Le 11 septembre, l'Institut Edgelands a réuni des experts et des représentants de différentes organisations et institutions des villes Edgelands - Medellín, Genève, Cúcuta, Nairobi et Houston - pour notre quatrième dialogue numérique interurbain. Nous avons exploré la manière dont la sécurité urbaine est en train d'être remodelée, le rôle des acteurs non gouvernementaux dans la résolution des problèmes de sécurité physique et numérique, ainsi que le besoin de solutions collaboratives et axées sur la communauté.
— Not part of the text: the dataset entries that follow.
// ── Mutation API ──
//
// All writes flow through a unified `Mutation` enum. The store sends the
// request, and only after the server accepts it re-fetches every node the
// mutation can have changed. A rejected write leaves the cache untouched.

use futures_util::future::join_all;
use llmstack_api::models::{
    Connection, CreateConnectionRequest, CreateDataSourceRequest, CreateSheetRequest, DataSource,
    OrganizationSettings, Profile, ProfileUpdate, ResourceId, Sheet, UpdateConnectionRequest,
};
use tracing::{debug, info, warn};
use uuid::Uuid;

use crate::error::CoreError;
use crate::store::{DataStore, NodeKey};

/// All write operations against the server.
#[derive(Debug, Clone, strum::IntoStaticStr)]
#[strum(serialize_all = "snake_case")]
pub enum Mutation {
    // ── Connections ──────────────────────────────────────────────────
    CreateConnection(CreateConnectionRequest),
    UpdateConnection {
        id: ResourceId,
        update: UpdateConnectionRequest,
    },
    DeleteConnection {
        id: ResourceId,
    },

    // ── Data sources ─────────────────────────────────────────────────
    CreateDataSource(CreateDataSourceRequest),
    DeleteDataSource {
        uuid: Uuid,
    },

    // ── Sheets ───────────────────────────────────────────────────────
    CreateSheet(CreateSheetRequest),
    DeleteSheet {
        uuid: Uuid,
    },

    // ── Account ──────────────────────────────────────────────────────
    UpdateProfile(ProfileUpdate),
    UpdateOrganizationSettings(OrganizationSettings),

    // ── Apps ─────────────────────────────────────────────────────────
    DeleteApp {
        uuid: Uuid,
    },
    PublishApp {
        uuid: Uuid,
    },
    UnpublishApp {
        uuid: Uuid,
    },
}

/// What the server answered with.
#[derive(Debug, Clone)]
pub enum MutationResult {
    Connection(Connection),
    DataSource(DataSource),
    Sheet(Sheet),
    Profile(Profile),
    OrganizationSettings(OrganizationSettings),
    /// The server accepted the write without returning an entity.
    Ok,
}

impl Mutation {
    pub fn name(&self) -> &'static str {
        self.into()
    }

    /// Nodes re-fetched once the write succeeds.
    pub fn invalidates(&self) -> Vec<NodeKey> {
        match self {
            Self::CreateConnection(_)
            | Self::UpdateConnection { .. }
            | Self::DeleteConnection { .. } => vec![NodeKey::Connections],
            Self::CreateDataSource(_) | Self::DeleteDataSource { .. } => {
                vec![NodeKey::DataSources, NodeKey::OrgDataSources]
            }
            Self::CreateSheet(_) | Self::DeleteSheet { .. } => vec![NodeKey::Sheets],
            Self::UpdateProfile(_) => vec![NodeKey::Profile],
            // Disabled backends surface through the organization as well.
            Self::UpdateOrganizationSettings(_) => {
                vec![NodeKey::OrganizationSettings, NodeKey::Organization]
            }
            Self::DeleteApp { .. } => vec![NodeKey::Apps],
            Self::PublishApp { uuid } | Self::UnpublishApp { uuid } => vec![
                NodeKey::Apps,
                NodeKey::AppDetail(*uuid),
                NodeKey::AppVersions(*uuid),
            ],
        }
    }

    /// Family entries dropped once the write succeeds.
    pub fn evicts(&self) -> Vec<NodeKey> {
        match self {
            Self::DeleteApp { uuid } => vec![NodeKey::AppDetail(*uuid), NodeKey::AppVersions(*uuid)],
            _ => Vec::new(),
        }
    }
}

impl DataStore {
    /// Run a mutation, then resynchronize the affected nodes.
    ///
    /// Errors from the write itself are returned and leave every node as
    /// it was. Errors from the follow-up refreshes are logged only: the
    /// write already happened and the nodes keep their last known value.
    pub async fn execute(&self, mutation: Mutation) -> Result<MutationResult, CoreError> {
        debug!(mutation = mutation.name(), "executing");
        let result = match self.apply(&mutation).await {
            Ok(result) => result,
            Err(e) => {
                warn!(mutation = mutation.name(), error = %e, "mutation rejected");
                return Err(e);
            }
        };
        info!(mutation = mutation.name(), "mutation applied");

        for key in mutation.evicts() {
            self.evict(&key);
        }
        let stale = mutation.invalidates();
        join_all(stale.iter().map(|key| self.invalidate(key))).await;

        Ok(result)
    }

    async fn apply(&self, mutation: &Mutation) -> Result<MutationResult, CoreError> {
        let client = self.client();
        let result = match mutation {
            Mutation::CreateConnection(req) => {
                MutationResult::Connection(client.create_connection(req).await?)
            }
            Mutation::UpdateConnection { id, update } => {
                MutationResult::Connection(client.update_connection(id, update).await?)
            }
            Mutation::DeleteConnection { id } => {
                client.delete_connection(id).await?;
                MutationResult::Ok
            }
            Mutation::CreateDataSource(req) => {
                MutationResult::DataSource(client.create_datasource(req).await?)
            }
            Mutation::DeleteDataSource { uuid } => {
                client.delete_datasource(uuid).await?;
                MutationResult::Ok
            }
            Mutation::CreateSheet(req) => MutationResult::Sheet(client.create_sheet(req).await?),
            Mutation::DeleteSheet { uuid } => {
                client.delete_sheet(uuid).await?;
                MutationResult::Ok
            }
            Mutation::UpdateProfile(update) => {
                MutationResult::Profile(client.update_profile(update).await?)
            }
            Mutation::UpdateOrganizationSettings(settings) => MutationResult::OrganizationSettings(
                client.update_organization_settings(settings).await?,
            ),
            Mutation::DeleteApp { uuid } => {
                client.delete_app(uuid).await?;
                MutationResult::Ok
            }
            Mutation::PublishApp { uuid } => {
                client.publish_app(uuid).await?;
                MutationResult::Ok
            }
            Mutation::UnpublishApp { uuid } => {
                client.unpublish_app(uuid).await?;
                MutationResult::Ok
            }
        };
        Ok(result)
    }
}

#[cfg(test)]
mod tests {
    use super::*;

    #[test]
    fn collection_writes_invalidate_their_collection() {
        let create = Mutation::CreateConnection(CreateConnectionRequest::default());
        assert_eq!(create.invalidates(), vec![NodeKey::Connections]);

        let delete = Mutation::DeleteSheet { uuid: Uuid::nil() };
        assert_eq!(delete.invalidates(), vec![NodeKey::Sheets]);
        assert!(delete.evicts().is_empty());
    }

    #[test]
    fn datasource_writes_refresh_both_owners() {
        let m = Mutation::DeleteDataSource { uuid: Uuid::nil() };
        assert_eq!(
            m.invalidates(),
            vec![NodeKey::DataSources, NodeKey::OrgDataSources]
        );
    }

    #[test]
    fn publish_touches_only_that_apps_family_entries() {
        let uuid = Uuid::new_v4();
        let keys = Mutation::PublishApp { uuid }.invalidates();
        assert!(keys.contains(&NodeKey::AppVersions(uuid)));
        assert!(keys.contains(&NodeKey::AppDetail(uuid)));
        assert_eq!(
            keys.iter().filter(|k| k.is_family_entry()).count(),
            2,
            "only the published app's entries"
        );
    }

    #[test]
    fn delete_app_evicts_its_entries() {
        let uuid = Uuid::new_v4();
        let m = Mutation::DeleteApp { uuid };
        assert_eq!(m.invalidates(), vec![NodeKey::Apps]);
        assert_eq!(
            m.evicts(),
            vec![NodeKey::AppDetail(uuid), NodeKey::AppVersions(uuid)]
        );
    }

    #[test]
    fn names_are_snake_case() {
        assert_eq!(
            Mutation::UpdateOrganizationSettings(OrganizationSettings::default()).name(),
            "update_organization_settings"
        );
    }
}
La discussion a mis en évidence le rôle essentiel des organisations sociales dans la création d'espaces sûrs et la compréhension des besoins réels des différents groupes au sein d'une ville. Elle a également mis en avant différentes perspectives sur la signification de la sécurité, soulevant des questions et des solutions possibles sur la façon dont les gouvernements locaux et les organisations de la société civile peuvent, et doivent, travailler ensemble pour créer et mettre en œuvre des politiques publiques qui ont un impact tangible sur la sécurité pour tous, à la fois dans les espaces numériques et physiques.

Découpler la sécurité du maintien de l'ordre : Un nouveau paradigme

L'une des principales discussions a porté sur la définition de la sécurité et de la sûreté, et sur la nécessité de dissocier ces concepts du maintien de l'ordre. Comme l'ont souligné les participants, la police a longtemps été la méthode par défaut pour maintenir l'ordre. Cette approche reflète une vision particulière de la sécurité qui met l'accent sur la prévention ou la réponse à la criminalité - une vision souvent promue par les gouvernements. Cependant, tout au long de la conversation, les participants ont donné des exemples de la manière dont la sécurité va au-delà du maintien de l'ordre. L'accès à une éducation de qualité, à une alimentation saine, aux transports publics et à des espaces publics bien conçus sont des éléments clés pour favoriser et maintenir un sentiment de sécurité dans les environnements urbains.

Les approches alternatives de la sécurité donnent souvent la priorité aux soins et à la protection de la communauté plutôt qu'à l'application de la loi et à la surveillance. Amnesty International est un exemple d'organisation qui joue un rôle essentiel dans le contexte de Nairobi, en assurant une surveillance et en proposant des cadres de sécurité alternatifs qui existent en dehors du contrôle du gouvernement. À Medellín, Casa de Las Estrategias, une organisation axée sur les questions sociales telles que le développement de la jeunesse et la justice sociale, a mis en place une ligne téléphonique d'urgence qui offre un soutien psychosocial aux adolescents exposés à la violence. De même, Encode Justice, une organisation de jeunes du New Jersey qui promeut des politiques d'intelligence artificielle centrées sur l'humain, s'oppose à l'utilisation abusive d'ordinateurs portables fournis par les écoles, qui surveillent les élèves même en dehors des heures de cours.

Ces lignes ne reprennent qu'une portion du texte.